Con el título de la conocida obra de Juan Carlos Onetti, deseamos encuadrar estos breves comentarios sobre una historia que conmocionó a la opinión pública de ambos márgenes del Plata y su casi segura resolución, después de siete largos años de acongojada expectativa, no solo por sus padres y familiares, sino por todos los que observamos preocupados el derrumbe de un mundo que ya no ofrece certezas.
El asesinato de la adolescente Lola Chomnalez hizo dudar a todos –uruguayos y argentinos– de la justicia de nuestro país. Este dramático caso judicial que acumuló 5.000 hojas, no solo abonó el sentimiento de inseguridad que se ha instalado en nuestra sociedad desde hace muchos años, sino que comenzó a poner en tela de juicio la seriedad de la administración de la justicia penal. Pensar que en poco tiempo pasaron por la causa cinco jueces, cinco fiscales y cuatro encargados de la investigación judicial, lo que, sin dudas, afectó la indagatoria.

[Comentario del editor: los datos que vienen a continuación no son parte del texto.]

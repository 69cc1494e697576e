use std::error::Error as StdError;

use thiserror::Error;

#[derive(Debug, Clone, Copy, PartialEq, Eq)]
#[non_exhaustive]
pub enum ErrorCategory {
    /// Any failure that cannot be confidently attributed to any other error
    /// category in this enum.
    ///
    /// In particular this means that use of Internal is never a guarantee
    /// the error is not, for example due to a user error - merely that it
    /// cannot be confidently determined by the code.
    Internal,

    /// The user provided invalid input or performed an action that is
    /// unsupported or impossible to complete.
    User,
}

/// Fine-grained condition flags for consumers that want to branch on error kinds.
#[derive(Debug, Clone, Copy, PartialEq, Eq)]
#[non_exhaustive]
pub enum ErrorKind {
    /// The container header signature did not match, or the header was truncated.
    HeaderFormat,
    /// The container was written by a newer format version than this build reads.
    UnsupportedVersion,
    /// The hash algorithm name or numeric id is not in the registry.
    UnsupportedAlgorithm,
    /// Decryption produced data that failed decompression framing or digest
    /// verification. Almost always a wrong passphrase; otherwise tampering
    /// or corruption.
    WrongKeyOrCorruptData,
    /// The output could not be rewound to finalize the header.
    Seek,
    /// Cipher key material is not 16, 24 or 32 bytes long.
    InvalidKeyLength,
    /// Passphrase could not be obtained from the configured reader.
    PassphraseUnavailable,
    /// The passphrase was rejected by the strength policy.
    WeakPassphrase,
    /// An input file is not readable, or an output file already exists.
    FileCheck,
    /// Unexpected state reached within fenc logic.
    InternalInvariant,
    /// Interaction with the filesystem, stdin/stdout, or other I/O failed.
    Io,
}

#[derive(Debug, Error)]
#[error("{msg}")]
pub struct FencError {
    /// Broad error category, always provided.
    pub category: ErrorCategory,
    /// Optional specific condition tag for consumers that need to
    /// branch their behavior. Any code consuming errors MUST handle
    /// the absence of a defined kind.
    pub kind: Option<ErrorKind>,
    #[source]
    source: Option<Box<dyn StdError + Send + Sync + 'static>>,
    msg: String,
}

impl FencError {
    /// Creates a new error that also tags the failure with a kind.
    pub fn with_kind(category: ErrorCategory, kind: ErrorKind, msg: impl Into<String>) -> Self {
        Self {
            category,
            kind: Some(kind),
            source: None,
            msg: msg.into(),
        }
    }

    /// Creates a new error that carries both a kind tag and the originating source error.
    pub fn with_kind_and_source(
        category: ErrorCategory,
        kind: ErrorKind,
        msg: impl Into<String>,
        source: impl StdError + Send + Sync + 'static,
    ) -> Self {
        Self {
            category,
            kind: Some(kind),
            source: Some(Box::new(source)),
            msg: msg.into(),
        }
    }

    /// Shorthand for the error returned whenever decryption output cannot be trusted.
    pub(crate) fn wrong_key_or_corrupt(msg: impl Into<String>) -> Self {
        Self::with_kind(ErrorCategory::User, ErrorKind::WrongKeyOrCorruptData, msg)
    }

    /// The user-facing message carried by the error.
    pub fn message(&self) -> &str {
        &self.msg
    }

    /// Returns the preserved source error if present.
    pub fn source_error(&self) -> Option<&(dyn StdError + Send + Sync + 'static)> {
        self.source.as_deref()
    }

    /// Wraps the current error with a higher-level message while preserving the original as source.
    pub fn with_context(self, msg: impl Into<String>) -> Self {
        let category = self.category;
        let kind = self.kind;
        Self {
            category,
            kind,
            source: Some(Box::new(self)),
            msg: msg.into(),
        }
    }
}

/// Convenience alias.
pub type Result<T> = std::result::Result<T, FencError>;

Aquel dicho de nuestros abuelos, de que la justicia tarda, pero llega, nos hizo pensar que era un aforismo perimido, parte de un pasado que no volvería nunca más.
Aquí hay que destacar varias cosas encomiables: en primer lugar, la firmeza y perseverancia de los Chomnalez, padres de la infortunada Lola, que no se dieron nunca por vencidos y no vacilaron en recorrer una y mil veces el reclamo de proseguir las investigaciones en busca del o de los verdaderos culpables del abyecto asesinato de su hija. No cejaron en la decisión de viajar a nuestro país superando la amargura y la tristeza que esto les ocasionaba.
Debemos también destacar la eficiente e ininterrumpida investigación de Policía Científica en la búsqueda incesante de decenas de posible autores del horrendo crimen, a partir de las huellas genéticas, que en definitiva resultaron la clave para acorralar al principal sospechoso.
Vaya a ellos el reconocimiento de toda la sociedad.
Pero el doloroso episodio, también nos ha dejado una enseñanza. Ya no asistimos al ridículo regateo procesal donde un fiscal apurado y un abogado bueno, regular o malo, acuerdan imponer una pena, mientras el juez en la tribuna no participa y solo firma sin intervenir, dejando en cada acaso otro pedazo de su menguado prestigio. Tuvo que venir un abogado de la Argentina para sacudir la modorra del proceso y gracias a la brillante investigación de una funcionaria policial especialista en genética, que conectando evidencias llegó a un resultado inobjetable, se encontró a un responsable. En el caso, la intervención directa del magistrado en los interrogatorios evitó el simulacro de proceso anticonstitucional y, como manda el texto matriz, hubo un proceso penal.
Así tendrá que ocurrir siempre, para lo que urge modificar de una vez un Código del Proceso Penal desastroso, inviable por los disparates que ha permitido y de pésimos resultados.